Oh, how it sucked.....stringy as heck, wet as a swamp, and it smelled bad, too.  Even with a splitter, it fought me every step of the way.

When we had that cold streak last week, I thought I'd give it a try.  To my surprise, it burned just fine.  Doesn't last as long as the more desirable hardwoods, but for those not-so-cold days, it fits the bill just fine.

I can see why scroungers pass it up.  If you've got better woods available, I'd pass as well.  But if you're stuck for wood, it WILL burn just fine.


----------



## Ehouse (Oct 31, 2013)

Iembalm4aLiving said:


> A few falls ago, we had a giant cottonwood tree taken down.  Giant, as in 36+" wide rounds.  I had the tree company cut it into 18" lengths....the tree guys told me it was crappy firewood.  I listened, but I couldn't just let the wood rot.  So, I painstakingly split it up.
> 
> Oh, how it sucked.....stringy as heck, wet as a swamp, and it smelled bad, too.  Even with a splitter, it fought me every step of the way.
> 
> ...




Yup.


----------



## Augie (Oct 31, 2013)

I have has no issues with it, have about 3/4 a cord for this season ready to go and 1/2 cord seasoning for next.
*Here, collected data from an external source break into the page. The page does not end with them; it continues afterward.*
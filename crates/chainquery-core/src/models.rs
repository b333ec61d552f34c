//! Data model for query understanding
//!
//! These types carry a question from raw text to the request descriptor
//! handed to the API executor. Everything here is constructed once per
//! query and never mutated afterwards.

use std::collections::{BTreeMap, BTreeSet};
use std::fmt;

use serde::{Deserialize, Serialize};
use serde_json::Value;

use crate::patterns::is_valid_address;

// =============================================================================
// Entities
// =============================================================================

/// Kind of an entity found in a question
#[derive(Debug, Clone, Copy, Serialize, Deserialize, PartialEq, Eq, Hash)]
#[serde(rename_all = "snake_case")]
pub enum EntityKind {
    Address,
    Alias,
    TokenSymbol,
    Timeframe,
    Metric,
}

impl EntityKind {
    /// Normalize an entity type label as emitted by the language model.
    ///
    /// Labels outside the taxonomy (e.g. "protocol") yield `None`.
    pub fn from_label(label: &str) -> Option<Self> {
        match label.trim().to_lowercase().as_str() {
            "address" => Some(Self::Address),
            "alias" | "ens" | "ens_name" => Some(Self::Alias),
            "token" | "token_symbol" => Some(Self::TokenSymbol),
            "timeframe" => Some(Self::Timeframe),
            "metric" => Some(Self::Metric),
            _ => None,
        }
    }
}

/// A typed value extracted from a question
#[derive(Debug, Clone, Serialize, PartialEq)]
pub struct ExtractedEntity {
    pub kind: EntityKind,

    /// Raw value. For `Address` entities this is always a 0x-prefixed
    /// run of 39 to 42 hex characters.
    pub value: String,

    /// Confidence in [0, 1]
    pub confidence: f64,
}

impl ExtractedEntity {
    /// Build an entity, clamping confidence into [0, 1].
    ///
    /// Returns `None` for an `Address` whose value is not a well-formed
    /// hex address.
    pub fn new(kind: EntityKind, value: impl Into<String>, confidence: f64) -> Option<Self> {
        let value = value.into();
        if kind == EntityKind::Address && !is_valid_address(&value) {
            return None;
        }
        Some(Self {
            kind,
            value,
            confidence: normalize_confidence(confidence),
        })
    }

    pub fn alias(value: impl Into<String>, confidence: f64) -> Self {
        Self {
            kind: EntityKind::Alias,
            value: value.into(),
            confidence: normalize_confidence(confidence),
        }
    }
}

fn normalize_confidence(confidence: f64) -> f64 {
    if confidence.is_nan() {
        0.0
    } else {
        confidence.clamp(0.0, 1.0)
    }
}

// =============================================================================
// Understanding
// =============================================================================

/// Coarse category of information the user is asking for
#[derive(Debug, Clone, Copy, Serialize, Deserialize, PartialEq, Eq, Hash)]
#[serde(rename_all = "snake_case")]
pub enum Intent {
    WalletAnalysis,
    TokenAnalytics,
    ContractIntelligence,
    DefiOperations,
    CrossChainAnalysis,
}

impl Intent {
    pub fn from_label(label: &str) -> Option<Self> {
        match label.trim().to_lowercase().as_str() {
            "wallet_analysis" => Some(Self::WalletAnalysis),
            "token_analytics" => Some(Self::TokenAnalytics),
            "contract_intelligence" => Some(Self::ContractIntelligence),
            "defi_operations" => Some(Self::DefiOperations),
            "cross_chain_analysis" => Some(Self::CrossChainAnalysis),
            _ => None,
        }
    }

    /// Category selected for this intent, if any.
    pub fn category(self) -> Option<Category> {
        match self {
            Self::WalletAnalysis => Some(Category::Balance),
            Self::TokenAnalytics => Some(Category::TokenVolume),
            Self::ContractIntelligence => Some(Category::ContractInteractions),
            Self::DefiOperations | Self::CrossChainAnalysis => None,
        }
    }
}

#[derive(Debug, Clone, Copy, Serialize, Deserialize, PartialEq, Eq, Default)]
#[serde(rename_all = "snake_case")]
pub enum Complexity {
    #[default]
    Simple,
    Medium,
    Complex,
}

impl Complexity {
    pub fn from_label(label: &str) -> Self {
        match label.trim().to_lowercase().as_str() {
            "complex" => Self::Complex,
            "medium" => Self::Medium,
            _ => Self::Simple,
        }
    }
}

/// Structured understanding of a single question
#[derive(Debug, Clone, Serialize, PartialEq)]
pub struct QueryUnderstanding {
    pub intent: Intent,

    /// Entities in discovery order
    pub entities: Vec<ExtractedEntity>,

    pub timeframe: Option<String>,

    /// Requested metrics (e.g. "transactions", "volume")
    pub metrics: BTreeSet<String>,

    pub complexity: Complexity,

    /// Whether answering needs data from more than one source
    pub requires_correlation: bool,
}

impl QueryUnderstanding {
    /// First address entity in discovery order
    pub fn first_address(&self) -> Option<&str> {
        self.entities
            .iter()
            .find(|e| e.kind == EntityKind::Address)
            .map(|e| e.value.as_str())
    }

    pub fn has_metric(&self, metric: &str) -> bool {
        self.metrics.contains(metric)
    }

    pub fn has_token(&self) -> bool {
        self.entities.iter().any(|e| e.kind == EntityKind::TokenSymbol)
    }
}

// =============================================================================
// Request Descriptor
// =============================================================================

/// Internal label used to pick an endpoint template
#[derive(Debug, Clone, Copy, Serialize, Deserialize, PartialEq, Eq, Hash)]
#[serde(rename_all = "snake_case")]
pub enum Category {
    Balance,
    Transactions,
    ContractInteractions,
    TokenVolume,
}

impl Category {
    pub const ALL: [Category; 4] = [
        Category::Balance,
        Category::Transactions,
        Category::ContractInteractions,
        Category::TokenVolume,
    ];

    pub fn endpoint(self) -> Endpoint {
        match self {
            Self::Balance => Endpoint::WalletBalance,
            Self::Transactions => Endpoint::WalletHistory,
            Self::ContractInteractions => Endpoint::ContractLogs,
            Self::TokenVolume => Endpoint::TokenTransfers,
        }
    }

    /// Whether a token ticker can stand in for an address as the subject
    /// of the question
    pub fn accepts_token_subject(self) -> bool {
        matches!(self, Self::TokenVolume)
    }
}

/// Downstream API endpoint identifier
#[derive(Debug, Clone, Copy, Serialize, Deserialize, PartialEq, Eq, Hash)]
#[serde(rename_all = "snake_case")]
pub enum Endpoint {
    WalletBalance,
    WalletHistory,
    ContractLogs,
    TokenTransfers,
}

impl Endpoint {
    pub fn as_str(self) -> &'static str {
        match self {
            Self::WalletBalance => "wallet_balance",
            Self::WalletHistory => "wallet_history",
            Self::ContractLogs => "contract_logs",
            Self::TokenTransfers => "token_transfers",
        }
    }

    /// Parameter keys every request to this endpoint carries
    pub fn param_keys(self) -> &'static [&'static str] {
        match self {
            Self::WalletBalance => &["chain", "address"],
            Self::WalletHistory => &["chain", "address", "limit"],
            Self::ContractLogs => &["chain", "address", "from_date"],
            Self::TokenTransfers => &["chain", "contract_address", "from_date", "to_date"],
        }
    }
}

impl fmt::Display for Endpoint {
    fn fmt(&self, f: &mut fmt::Formatter<'_>) -> fmt::Result {
        f.write_str(self.as_str())
    }
}

#[derive(Debug, Clone, Copy, Serialize, Deserialize, PartialEq, Eq, Default)]
pub enum Method {
    #[default]
    #[serde(rename = "GET")]
    Get,
}

impl fmt::Display for Method {
    fn fmt(&self, f: &mut fmt::Formatter<'_>) -> fmt::Result {
        match self {
            Self::Get => f.write_str("GET"),
        }
    }
}

/// A fully parameterized downstream API call.
///
/// This is the only object handed to the API executor.
#[derive(Debug, Clone, Serialize, Deserialize, PartialEq)]
pub struct RequestDescriptor {
    pub endpoint: Endpoint,
    pub method: Method,
    pub params: BTreeMap<String, Value>,
}

impl RequestDescriptor {
    pub fn param(&self, key: &str) -> Option<&Value> {
        self.params.get(key)
    }

    pub fn param_str(&self, key: &str) -> Option<&str> {
        self.params.get(key).and_then(Value::as_str)
    }

    /// Whether `params` holds exactly the endpoint's template keys
    pub fn matches_template(&self) -> bool {
        let expected = self.endpoint.param_keys();
        self.params.len() == expected.len() && expected.iter().all(|k| self.params.contains_key(*k))
    }
}

#[cfg(test)]
mod tests {
    use super::*;

    #[test]
    fn test_entity_kind_labels() {
        assert_eq!(EntityKind::from_label("address"), Some(EntityKind::Address));
        assert_eq!(EntityKind::from_label("ens_name"), Some(EntityKind::Alias));
        assert_eq!(EntityKind::from_label("Token"), Some(EntityKind::TokenSymbol));
        assert_eq!(EntityKind::from_label("protocol"), None);
    }

    #[test]
    fn test_address_entity_rejects_malformed_value() {
        assert!(ExtractedEntity::new(EntityKind::Address, "0x1234", 0.9).is_none());
        assert!(ExtractedEntity::new(EntityKind::Address, "vitalik.eth", 0.9).is_none());

        let entity = ExtractedEntity::new(
            EntityKind::Address,
            "0xd8dA6BF26964aF9D7eEd9e03E53415D37aA96045",
            1.7,
        )
        .unwrap();
        assert_eq!(entity.confidence, 1.0);
    }

    #[test]
    fn test_confidence_nan_becomes_zero() {
        let alias = ExtractedEntity::alias("vitalik.eth", f64::NAN);
        assert_eq!(alias.confidence, 0.0);
        assert_eq!(ExtractedEntity::alias("vitalik.eth", -0.3).confidence, 0.0);

        let metric = ExtractedEntity::new(EntityKind::Metric, "volume", f64::NAN).unwrap();
        assert_eq!(metric.confidence, 0.0);
    }

    #[test]
    fn test_intent_category_mapping() {
        assert_eq!(Intent::WalletAnalysis.category(), Some(Category::Balance));
        assert_eq!(Intent::TokenAnalytics.category(), Some(Category::TokenVolume));
        assert_eq!(
            Intent::ContractIntelligence.category(),
            Some(Category::ContractInteractions)
        );
        assert_eq!(Intent::DefiOperations.category(), None);
        assert_eq!(Intent::from_label("nft_minting"), None);
        assert!(Category::TokenVolume.accepts_token_subject());
        assert!(!Category::Balance.accepts_token_subject());
    }

    #[test]
    fn test_descriptor_serializes_wire_names() {
        let mut params = BTreeMap::new();
        params.insert("chain".to_string(), Value::from("eth"));
        params.insert(
            "address".to_string(),
            Value::from("0xd8dA6BF26964aF9D7eEd9e03E53415D37aA96045"),
        );
        let descriptor = RequestDescriptor {
            endpoint: Endpoint::WalletBalance,
            method: Method::Get,
            params,
        };

        let json = serde_json::to_value(&descriptor).unwrap();
        assert_eq!(json["endpoint"], "wallet_balance");
        assert_eq!(json["method"], "GET");
        assert!(descriptor.matches_template());
    }
}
I actually enjoy the quick light up for warming up the stove. I will be using it throughout the winter for that very thing. Getting a cold stove up to 350-450 stove top and flue temps before raking coals forward and adding denser woods. 
I have been getting decent burn times so far.


----------



## Backwoods Savage (Oct 31, 2013)

There are some who burn only cottonwood.  You are right in that it can be a bit testy to put up but there is still some good heat in that stuff. Best to burn during the daytime though.


----------



## firefighterjake (Oct 31, 2013)

It's like a lot of those less than desirable wood species -- willow, poplar, pine, etc. -- burns fast, but truth be told it will burn once seasoned and will make BTUs which will make you warm.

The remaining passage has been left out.